If this rekindles your SNICK heart or inspires your next movie-night pour, tap follow, and share with a friend who knew the Midnight Society by heart!
Visit www.mattandfriendsdtu.com for links listen, support the podcast, and more!
Check out our sponsor, Poppin's Travel Company, for all of your travel needs! Their highly qualified agents are ready to book your next big adventure or dream vacation.
We'd love to hear from you on social media! Like and follow us on Facebook, Instagram, TikTok, Threads, and X.
Cheers, and thanks for listening!
Welcome to Matt and Friend Rick the Universe!
Andy:Lame.
Matt:Tried to do a double two and it like let me let me say start times a charm.
Andy:Oh, that was good. Well done.
Matt:That's why he hosts the podcast folks.
Rob:That was some ass murder if I've ever heard it.
Matt:Yep. Beer opener level 99. Thank you. Light, camera. Spirits. Welcome back, everyone, to Matt and Friends Drink the Universe. This is our Halloween episode, and today we're gonna do something a little different. We're gonna watch the 90s classic children's show, Are You Afraid of the Dark?
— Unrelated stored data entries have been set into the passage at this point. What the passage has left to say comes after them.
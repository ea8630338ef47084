//! Application and detector configuration.
//!
//! Every tunable of the concentration pipeline lives in [`DetectorConfig`].
//! Two weighting profiles exist in the field; they are exposed as
//! [`WeightingPreset`]s rather than folded into one constant set.

use serde::{Deserialize, Serialize};
use std::path::{Path, PathBuf};
use std::str::FromStr;

use crate::error::{AttentiveError, AttentiveResult};

/// Global application configuration.
#[derive(Debug, Clone, Default, Serialize, Deserialize)]
#[serde(default)]
pub struct AppConfig {
    /// Concentration pipeline settings.
    pub detector: DetectorConfig,

    /// Monitoring session defaults.
    pub session: SessionDefaults,

    /// Logging configuration.
    pub logging: LoggingConfig,
}

/// Named weighting/threshold profiles.
#[derive(Debug, Clone, Copy, PartialEq, Eq, Serialize, Deserialize, Default)]
#[serde(rename_all = "snake_case")]
pub enum WeightingPreset {
    /// 0.4/0.4/0.2 weights, 0.675 threshold, 15s dwell, every frame analyzed.
    #[default]
    Standard,
    /// 0.35/0.35/0.3 weights, 0.6 threshold, 10s dwell, every 2nd frame analyzed.
    Lightweight,
}

impl FromStr for WeightingPreset {
    type Err = AttentiveError;

    fn from_str(s: &str) -> Result<Self, Self::Err> {
        match s.trim().to_ascii_lowercase().as_str() {
            "standard" => Ok(Self::Standard),
            "lightweight" | "light" => Ok(Self::Lightweight),
            other => Err(AttentiveError::config(format!(
                "unknown preset '{other}' (expected standard|lightweight)"
            ))),
        }
    }
}

/// Settings for one concentration detector.
#[derive(Debug, Clone, PartialEq, Serialize, Deserialize)]
#[serde(default)]
pub struct DetectorConfig {
    /// Number of face frames averaged into the baseline anchor position.
    pub calibration_frames: usize,

    /// Rolling window capacities, in analyzed frames.
    pub windows: WindowCapacities,

    /// Eye-aspect-ratio and blink-rate scoring.
    pub blink: BlinkConfig,

    /// Eyebrow and mouth geometry scoring.
    pub expression: ExpressionConfig,

    /// Deviation-from-baseline scoring.
    pub position: PositionConfig,

    /// Facing-the-camera decision.
    pub working: WorkingStatusConfig,

    /// Composite score weights.
    pub weights: AggregatorWeights,

    /// Level promotion rules.
    pub level: LevelConfig,

    /// Frame interval and skip factor used for time bookkeeping.
    pub timing: FrameTiming,
}

/// Rolling window capacities.
#[derive(Debug, Clone, Copy, PartialEq, Serialize, Deserialize)]
#[serde(default)]
pub struct WindowCapacities {
    pub blink: usize,
    pub position: usize,
    pub expression: usize,
    pub status: usize,
}

impl Default for WindowCapacities {
    fn default() -> Self {
        Self {
            blink: 180,
            position: 90,
            expression: 90,
            status: 90,
        }
    }
}

#[derive(Debug, Clone, Copy, PartialEq, Serialize, Deserialize)]
#[serde(default)]
pub struct BlinkConfig {
    /// Average EAR below this marks the frame as a blink frame.
    pub ear_threshold: f64,
    /// Blink rate (per minute) that scores 1.0.
    pub target_rate_per_min: f64,
    /// Distance from the target rate at which the score reaches 0.
    pub tolerance: f64,
}

impl Default for BlinkConfig {
    fn default() -> Self {
        Self {
            ear_threshold: 0.2,
            target_rate_per_min: 17.5,
            tolerance: 25.0,
        }
    }
}

#[derive(Debug, Clone, Copy, PartialEq, Serialize, Deserialize)]
#[serde(default)]
pub struct ExpressionConfig {
    /// Resting vertical eyebrow position (normalized).
    pub eyebrow_target: f64,
    pub eyebrow_sensitivity: f64,
    /// Resting mouth-corner separation (normalized).
    pub mouth_target_width: f64,
    pub mouth_sensitivity: f64,
    /// Eyebrow share of the expression score; the mouth gets the rest.
    pub eyebrow_weight: f64,
}

impl Default for ExpressionConfig {
    fn default() -> Self {
        Self {
            eyebrow_target: 0.35,
            eyebrow_sensitivity: 2.0,
            mouth_target_width: 0.4,
            mouth_sensitivity: 1.5,
            eyebrow_weight: 0.6,
        }
    }
}

#[derive(Debug, Clone, Copy, PartialEq, Serialize, Deserialize)]
#[serde(default)]
pub struct PositionConfig {
    /// Score lost per unit of anchor deviation.
    pub sensitivity_gain: f64,
}

impl Default for PositionConfig {
    fn default() -> Self {
        Self {
            sensitivity_gain: 3.0,
        }
    }
}

#[derive(Debug, Clone, Copy, PartialEq, Serialize, Deserialize)]
#[serde(default)]
pub struct WorkingStatusConfig {
    /// Minimum horizontal separation of the lateral anchors for WORKING.
    pub min_lateral_separation: f64,
}

impl Default for WorkingStatusConfig {
    fn default() -> Self {
        Self {
            min_lateral_separation: 0.08,
        }
    }
}

#[derive(Debug, Clone, Copy, PartialEq, Serialize, Deserialize)]
#[serde(default)]
pub struct AggregatorWeights {
    pub position: f64,
    pub face: f64,
    pub stability: f64,
    /// Blink share of the face score; expression gets the rest.
    pub blink_share: f64,
}

impl Default for AggregatorWeights {
    fn default() -> Self {
        Self {
            position: 0.4,
            face: 0.4,
            stability: 0.2,
            blink_share: 0.4,
        }
    }
}

#[derive(Debug, Clone, Copy, PartialEq, Serialize, Deserialize)]
#[serde(default)]
pub struct LevelConfig {
    /// Composite scores strictly above this count toward a deep run.
    pub promotion_threshold: f64,
    /// Continuous seconds above threshold before DEEP is credited.
    pub deep_dwell_secs: f64,
}

impl Default for LevelConfig {
    fn default() -> Self {
        Self {
            promotion_threshold: 0.675,
            deep_dwell_secs: 15.0,
        }
    }
}

#[derive(Debug, Clone, Copy, PartialEq, Serialize, Deserialize)]
#[serde(default)]
pub struct FrameTiming {
    /// Interval between source frames, in seconds.
    pub frame_interval_secs: f64,
    /// Only every n-th source frame is analyzed.
    pub frame_skip: u32,
}

impl Default for FrameTiming {
    fn default() -> Self {
        Self::from_fps(30.0, 1)
    }
}

impl FrameTiming {
    pub fn from_fps(fps: f64, frame_skip: u32) -> Self {
        Self {
            frame_interval_secs: 1.0 / fps,
            frame_skip,
        }
    }

    /// Time credited to the tallies per analyzed frame.
    pub fn increment_secs(&self) -> f64 {
        self.frame_interval_secs * self.frame_skip.max(1) as f64
    }
}

impl DetectorConfig {
    /// Build the configuration for a named preset.
    pub fn preset(preset: WeightingPreset) -> Self {
        let standard = Self {
            calibration_frames: 60,
            windows: WindowCapacities::default(),
            blink: BlinkConfig::default(),
            expression: ExpressionConfig::default(),
            position: PositionConfig::default(),
            working: WorkingStatusConfig::default(),
            weights: AggregatorWeights::default(),
            level: LevelConfig::default(),
            timing: FrameTiming::default(),
        };

        match preset {
            WeightingPreset::Standard => standard,
            WeightingPreset::Lightweight => Self {
                calibration_frames: 30,
                windows: WindowCapacities {
                    blink: 60,
                    position: 30,
                    expression: 30,
                    status: 30,
                },
                working: WorkingStatusConfig {
                    min_lateral_separation: 0.1,
                },
                weights: AggregatorWeights {
                    position: 0.35,
                    face: 0.35,
                    stability: 0.3,
                    blink_share: 0.4,
                },
                level: LevelConfig {
                    promotion_threshold: 0.6,
                    deep_dwell_secs: 10.0,
                },
                timing: FrameTiming::from_fps(30.0, 2),
                ..standard
            },
        }
    }

    /// Check the configuration for values the pipeline cannot work with.
    pub fn validate(&self) -> AttentiveResult<()> {
        if self.calibration_frames == 0 {
            return Err(AttentiveError::config("calibration_frames must be at least 1"));
        }

        let w = &self.windows;
        for (name, capacity) in [
            ("blink", w.blink),
            ("position", w.position),
            ("expression", w.expression),
            ("status", w.status),
        ] {
            if capacity == 0 {
                return Err(AttentiveError::config(format!(
                    "{name} window capacity must be at least 1"
                )));
            }
        }

        let finite = [
            ("blink.ear_threshold", self.blink.ear_threshold),
            ("blink.target_rate_per_min", self.blink.target_rate_per_min),
            ("blink.tolerance", self.blink.tolerance),
            ("expression.eyebrow_target", self.expression.eyebrow_target),
            ("expression.eyebrow_sensitivity", self.expression.eyebrow_sensitivity),
            ("expression.mouth_target_width", self.expression.mouth_target_width),
            ("expression.mouth_sensitivity", self.expression.mouth_sensitivity),
            ("expression.eyebrow_weight", self.expression.eyebrow_weight),
            ("position.sensitivity_gain", self.position.sensitivity_gain),
            ("working.min_lateral_separation", self.working.min_lateral_separation),
            ("weights.position", self.weights.position),
            ("weights.face", self.weights.face),
            ("weights.stability", self.weights.stability),
            ("weights.blink_share", self.weights.blink_share),
            ("level.promotion_threshold", self.level.promotion_threshold),
            ("level.deep_dwell_secs", self.level.deep_dwell_secs),
            ("timing.frame_interval_secs", self.timing.frame_interval_secs),
        ];
        if let Some((name, value)) = finite.iter().find(|(_, value)| !value.is_finite()) {
            return Err(AttentiveError::config(format!(
                "{name} must be a finite number (got {value})"
            )));
        }

        let weights = &self.weights;
        if [weights.position, weights.face, weights.stability]
            .iter()
            .any(|w| *w < 0.0)
        {
            return Err(AttentiveError::config("aggregator weights must be non-negative"));
        }
        let sum = weights.position + weights.face + weights.stability;
        if (sum - 1.0).abs() > 1e-6 {
            return Err(AttentiveError::config(format!(
                "aggregator weights must sum to 1.0 (got {sum:.4})"
            )));
        }
        for (name, share) in [
            ("blink_share", weights.blink_share),
            ("eyebrow_weight", self.expression.eyebrow_weight),
        ] {
            if !(0.0..=1.0).contains(&share) {
                return Err(AttentiveError::config(format!(
                    "{name} must be within [0, 1] (got {share})"
                )));
            }
        }

        if self.blink.tolerance <= 0.0 {
            return Err(AttentiveError::config("blink tolerance must be positive"));
        }
        if self.blink.ear_threshold <= 0.0 {
            return Err(AttentiveError::config("blink EAR threshold must be positive"));
        }
        if self.position.sensitivity_gain < 0.0 {
            return Err(AttentiveError::config("sensitivity_gain must not be negative"));
        }
        if !(0.0..=1.0).contains(&self.level.promotion_threshold) {
            return Err(AttentiveError::config(
                "promotion_threshold must be within [0, 1]",
            ));
        }
        if self.level.deep_dwell_secs < 0.0 {
            return Err(AttentiveError::config("deep_dwell_secs must not be negative"));
        }
        if self.timing.frame_interval_secs <= 0.0 {
            return Err(AttentiveError::config("frame_interval_secs must be positive"));
        }
        if self.timing.frame_skip == 0 {
            return Err(AttentiveError::config("frame_skip must be at least 1"));
        }

        Ok(())
    }
}

impl Default for DetectorConfig {
    fn default() -> Self {
        Self::preset(WeightingPreset::Standard)
    }
}

/// Defaults for monitoring sessions.
#[derive(Debug, Clone, Serialize, Deserialize)]
#[serde(default)]
pub struct SessionDefaults {
    /// Stop automatically after this many minutes (None = unlimited).
    pub max_duration_minutes: Option<f64>,

    /// How long `stop` waits for the worker before abandoning it.
    pub stop_timeout_ms: u64,

    /// Pace replayed frames at the configured frame interval.
    pub realtime: bool,
}

impl Default for SessionDefaults {
    fn default() -> Self {
        Self {
            max_duration_minutes: None,
            stop_timeout_ms: 2_000,
            realtime: false,
        }
    }
}

/// Logging configuration.
#[derive(Debug, Clone, Serialize, Deserialize)]
#[serde(default)]
pub struct LoggingConfig {
    /// Log level filter (e.g., "info", "debug", "attentive=debug,warn").
    pub level: String,

    /// Whether to output structured JSON logs.
    pub json: bool,
}

impl Default for LoggingConfig {
    fn default() -> Self {
        Self {
            level: "info".to_string(),
            json: false,
        }
    }
}

impl AppConfig {
    /// Load config from the standard location, falling back to defaults.
    pub fn load() -> Self {
        let config_path = config_file_path();
        if config_path.exists() {
            match Self::load_from(&config_path) {
                Ok(config) => return config,
                Err(e) => {
                    tracing::warn!("Failed to load config at {:?}: {}", config_path, e);
                }
            }
        }
        Self::default()
    }

    /// Load config from an explicit path. Missing or invalid files are errors.
    pub fn load_from(path: impl AsRef<Path>) -> AttentiveResult<Self> {
        let path = path.as_ref();
        if !path.exists() {
            return Err(AttentiveError::FileNotFound {
                path: path.to_path_buf(),
            });
        }
        let content = std::fs::read_to_string(path)?;
        let config: Self = serde_json::from_str(&content)?;
        config.detector.validate()?;
        Ok(config)
    }

    /// Save config to the standard location, returning the path written.
    pub fn save(&self) -> AttentiveResult<PathBuf> {
        let config_path = config_file_path();
        if let Some(parent) = config_path.parent() {
            std::fs::create_dir_all(parent)?;
        }
        let json = serde_json::to_string_pretty(self)?;
        std::fs::write(&config_path, json)?;
        Ok(config_path)
    }
}

/// Standard config file location.
pub fn config_file_path() -> PathBuf {
    let base = std::env::var("XDG_CONFIG_HOME")
        .map(PathBuf::from)
        .unwrap_or_else(|_| {
            let home = std::env::var("HOME").unwrap_or_else(|_| "/tmp".to_string());
            PathBuf::from(home).join(".config")
        });
    base.join("attentive").join("config.json")
}
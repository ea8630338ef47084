//! Attentive Session Engine
//!
//! Runs a concentration detector on a background worker for the length of
//! a monitoring session. The worker exclusively owns the detector and the
//! landmark source; the caller keeps a stop flag and a live reading feed.
//!
//! # Architecture
//!
//! ```text
//!  caller                         blocking worker
//!  ──────                         ───────────────
//!  MonitorSession::start ──────▶  LandmarkSource
//!                                      │
//!  stop flag (AtomicBool) ──────▶  FrameGate
//!                                      │
//!  watch<FrameReading>   ◀──────  ConcentrationDetector
//!                                      │
//!  stop() / wait()       ◀──────  SessionReport
//!  ReleaseHandle         ──────▶  (forced release on stop timeout)
//! ```

pub mod session;
pub mod source;
pub mod writer;

pub use session::*;
pub use source::{JsonlFrameSource, LandmarkSource, ReleaseHandle, ReplaySource};
pub use writer::FrameWriter;
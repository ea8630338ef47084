//! Run a background monitoring session.

use std::path::PathBuf;
use std::time::Duration;

use attentive_common::config::AppConfig;
use attentive_model::{ConcentrationLevel, WorkingStatus};
use attentive_session_engine::{JsonlFrameSource, MonitorSession, SessionConfig};

use super::print_report;

pub async fn run(
    path: PathBuf,
    mut app: AppConfig,
    minutes: Option<f64>,
    realtime: bool,
    stop_timeout_ms: Option<u64>,
    json: bool,
) -> anyhow::Result<()> {
    if minutes.is_some() {
        app.session.max_duration_minutes = minutes;
    }
    if realtime {
        app.session.realtime = true;
    }
    if let Some(ms) = stop_timeout_ms {
        app.session.stop_timeout_ms = ms;
    }
    let session_config = SessionConfig::from_app(&app);

    println!("Monitoring frames from: {}", path.display());
    if let Some(max) = session_config.max_duration {
        println!("  Duration limit: {:.1} min", max.as_secs_f64() / 60.0);
    }
    println!("  Realtime: {}", session_config.realtime);
    println!(
        "  Calibrating on the first {} face frames",
        session_config.detector.calibration_frames
    );
    println!("Press Ctrl+C to stop monitoring...");
    println!();

    let source = JsonlFrameSource::open(&path)?;
    let mut session = MonitorSession::new(session_config);
    session.start(Box::new(source))?;

    let mut readings = session.subscribe();
    let mut shown: Option<(WorkingStatus, ConcentrationLevel)> = None;
    let ctrl_c = tokio::signal::ctrl_c();
    tokio::pin!(ctrl_c);

    let report = loop {
        tokio::select! {
            _ = &mut ctrl_c => {
                println!();
                break session.stop().await?;
            }
            changed = readings.changed() => {
                if changed.is_err() {
                    // The worker dropped its sender: the stream ended.
                    break session.wait().await?;
                }
                let Some(reading) = *readings.borrow_and_update() else {
                    continue;
                };
                if shown != Some((reading.status, reading.level)) {
                    let progress = reading
                        .deep_progress
                        .map(|p| format!(", deep {:.0}%", p * 100.0))
                        .unwrap_or_default();
                    println!(
                        "[{:>8.2}s] {} / {} (score {:.2}{progress})",
                        Duration::from_nanos(reading.timestamp_ns).as_secs_f64(),
                        reading.status,
                        reading.level,
                        reading.composite,
                    );
                    shown = Some((reading.status, reading.level));
                }
            }
        }
    };

    println!();
    print_report(&report, json)
}
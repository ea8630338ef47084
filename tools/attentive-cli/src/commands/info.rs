//! Show frame stream information.

use std::path::PathBuf;

use attentive_model::LandmarkLayout;
use attentive_session_engine::{JsonlFrameSource, LandmarkSource};

pub fn run(path: PathBuf) -> anyhow::Result<()> {
    let mut source = JsonlFrameSource::open(&path)?;
    let layout = LandmarkLayout::FACE_MESH;

    println!("Frame stream: {}", path.display());
    match source.header() {
        Some(header) => {
            println!("  Schema: {}", header.schema_version);
            println!("  Source: {}", header.source);
            println!("  FPS: {}", header.fps);
            println!("  Landmarks per frame: {}", header.landmark_count);
            if let Some(ref started) = header.started_at {
                println!("  Started: {started}");
            }
        }
        None => println!("  (no header)"),
    }
    println!();

    let mut face = 0u64;
    let mut no_face = 0u64;
    let mut incomplete = 0u64;
    let mut first_ns = None;
    let mut last_ns = 0u64;
    while let Some(frame) = source.next_frame()? {
        first_ns.get_or_insert(frame.timestamp_ns);
        last_ns = frame.timestamp_ns;
        if frame.has_face() {
            face += 1;
            if !layout.missing_indices(&frame).is_empty() {
                incomplete += 1;
            }
        } else {
            no_face += 1;
        }
    }
    source.release()?;

    let span_ns = last_ns.saturating_sub(first_ns.unwrap_or(0));
    println!("Frames:");
    println!("  Total: {}", face + no_face);
    println!("  With face: {face}");
    println!("  Without face: {no_face}");
    if incomplete > 0 {
        println!(
            "  Missing face-mesh landmarks: {incomplete} (need {} points)",
            layout.required_len()
        );
    }
    if source.lines_skipped() > 0 {
        println!("  Malformed lines: {}", source.lines_skipped());
    }
    println!("  Span: {:.2}s", span_ns as f64 / 1_000_000_000.0);

    Ok(())
}
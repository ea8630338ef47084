//! Show or save the effective configuration.

use attentive_common::config::{config_file_path, AppConfig};

pub fn run(config: AppConfig, save: bool) -> anyhow::Result<()> {
    config.detector.validate()?;

    println!("{}", serde_json::to_string_pretty(&config)?);

    if save {
        let path = config.save()?;
        println!();
        println!("Configuration saved to: {}", path.display());
    } else {
        println!();
        println!("Config file: {}", config_file_path().display());
    }
    Ok(())
}
//! JSONL frame recorder.

use std::fs::{File, OpenOptions};
use std::io::{BufWriter, Write};
use std::path::{Path, PathBuf};

use attentive_common::error::AttentiveResult;
use attentive_model::{header_line, FrameStreamHeader, LandmarkFrame};

/// Writes landmark frames to a JSONL file, header first.
pub struct FrameWriter {
    writer: BufWriter<File>,
    path: PathBuf,
    frames_written: u64,
}

impl FrameWriter {
    /// Create (or truncate) `path` and write the header as a `#` comment line.
    pub fn create(path: impl AsRef<Path>, header: &FrameStreamHeader) -> AttentiveResult<Self> {
        let path = path.as_ref().to_path_buf();
        if let Some(parent) = path.parent() {
            if !parent.as_os_str().is_empty() {
                std::fs::create_dir_all(parent)?;
            }
        }

        let file = OpenOptions::new()
            .create(true)
            .write(true)
            .truncate(true)
            .open(&path)?;
        let mut writer = BufWriter::new(file);

        writeln!(writer, "{}", header_line(header)?)?;

        Ok(Self {
            writer,
            path,
            frames_written: 0,
        })
    }

    pub fn write_frame(&mut self, frame: &LandmarkFrame) -> AttentiveResult<()> {
        let json = serde_json::to_string(frame)?;
        writeln!(self.writer, "{json}")?;
        self.frames_written += 1;

        if self.frames_written % 500 == 0 {
            self.flush()?;
        }
        Ok(())
    }

    pub fn flush(&mut self) -> AttentiveResult<()> {
        self.writer.flush()?;
        Ok(())
    }

    pub fn frames_written(&self) -> u64 {
        self.frames_written
    }

    pub fn path(&self) -> &Path {
        &self.path
    }
}

impl Drop for FrameWriter {
    fn drop(&mut self) {
        let _ = self.flush();
    }
}
//! Time-in-state bookkeeping.

use std::collections::BTreeMap;

use attentive_model::{ConcentrationLevel, SessionReport, TimeShare, WorkingStatus};

/// Accumulated seconds per working status and per concentration level.
///
/// Tallies only ever grow; [`DurationTally::report`] takes a snapshot
/// without touching them.
#[derive(Debug, Clone, Default)]
pub struct DurationTally {
    by_status: BTreeMap<WorkingStatus, f64>,
    by_level: BTreeMap<ConcentrationLevel, f64>,
    frames: u64,
}

impl DurationTally {
    pub fn new() -> Self {
        Self::default()
    }

    /// Credit `secs` to both the status and the level of one frame.
    pub fn record(&mut self, status: WorkingStatus, level: ConcentrationLevel, secs: f64) {
        let secs = secs.max(0.0);
        *self.by_status.entry(status).or_insert(0.0) += secs;
        *self.by_level.entry(level).or_insert(0.0) += secs;
        self.frames += 1;
    }

    pub fn status_secs(&self, status: WorkingStatus) -> f64 {
        self.by_status.get(&status).copied().unwrap_or(0.0)
    }

    pub fn level_secs(&self, level: ConcentrationLevel) -> f64 {
        self.by_level.get(&level).copied().unwrap_or(0.0)
    }

    pub fn frames(&self) -> u64 {
        self.frames
    }

    /// Sum of the level tallies.
    pub fn total_secs(&self) -> f64 {
        ConcentrationLevel::ALL
            .iter()
            .map(|level| self.level_secs(*level))
            .sum()
    }

    pub fn report(&self) -> SessionReport {
        let total = self.total_secs();
        SessionReport {
            total_time_secs: total,
            frames_analyzed: self.frames,
            concentration_levels: ConcentrationLevel::ALL
                .iter()
                .map(|level| (*level, TimeShare::of(self.level_secs(*level), total)))
                .collect(),
            working_status: WorkingStatus::ALL
                .iter()
                .map(|status| (*status, TimeShare::of(self.status_secs(*status), total)))
                .collect(),
        }
    }

    pub fn reset(&mut self) {
        *self = Self::default();
    }
}
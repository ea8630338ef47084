//! Facing-the-camera classifier.
//!
//! When the head turns, the two lateral anchors converge horizontally.
//! Below the configured separation the subject is NOT_WORKING. A frame
//! without a face is NOT_WORKING too: that is the fail-safe default.

use attentive_common::config::WorkingStatusConfig;
use attentive_model::{FaceGeometry, WorkingStatus};

#[derive(Debug, Clone, Copy)]
pub struct WorkingStatusClassifier {
    config: WorkingStatusConfig,
}

impl WorkingStatusClassifier {
    pub fn new(config: WorkingStatusConfig) -> Self {
        Self { config }
    }

    pub fn classify(&self, face: Option<&FaceGeometry>) -> WorkingStatus {
        let Some(face) = face else {
            return WorkingStatus::NotWorking;
        };
        let separation = (face.left_lateral.x - face.right_lateral.x).abs();
        if separation < self.config.min_lateral_separation {
            WorkingStatus::NotWorking
        } else {
            WorkingStatus::Working
        }
    }
}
Andy:I've been looking forward to this since we first mentioned this in the summer.
Rob:Yes.
Matt:Happy Halloween, bitches. So who watched this show when they were younger? Let's start off.
Rob:Oh, absolutely. Yeah, absolutely. I did not. I did not like scary things usually. And I was I was more of a goosebumps fan. So I was watching Goosebumps, and that was plenty of scariness for me. I grew up reading those books, so I was a little bit more into that show.
Andy:I was always into that, like just kid enough level of spooky stuff. You know what I mean? Like the Are You Afraid of the Dark The uh we just mentioned Areo Monsters because that's also on the screen there. Um, gosh, Goosebumps, read the shit read the books as well. Like that was all my brand.
Matt:So this uh show for the younger children out there who don't remember because you were born after the ball dropped in the year 2000, you youngins. This ran on Nickelodeon from August 15th, 92 to February 1996 and had a short revival in 99. The original Pilot was a special October Halloween episode on the 25th, 1991.
Andy:Way older than I thought. Yeah, also a longer run than I thought. Yes, yeah, that's I would say that for sure. I I would have guessed 12 episodes and it was done. Yeah, season two, season. Yeah, is what I'm seeing up on the screen. It looks like 10 episodes per season. So 50 produced episodes is crazy.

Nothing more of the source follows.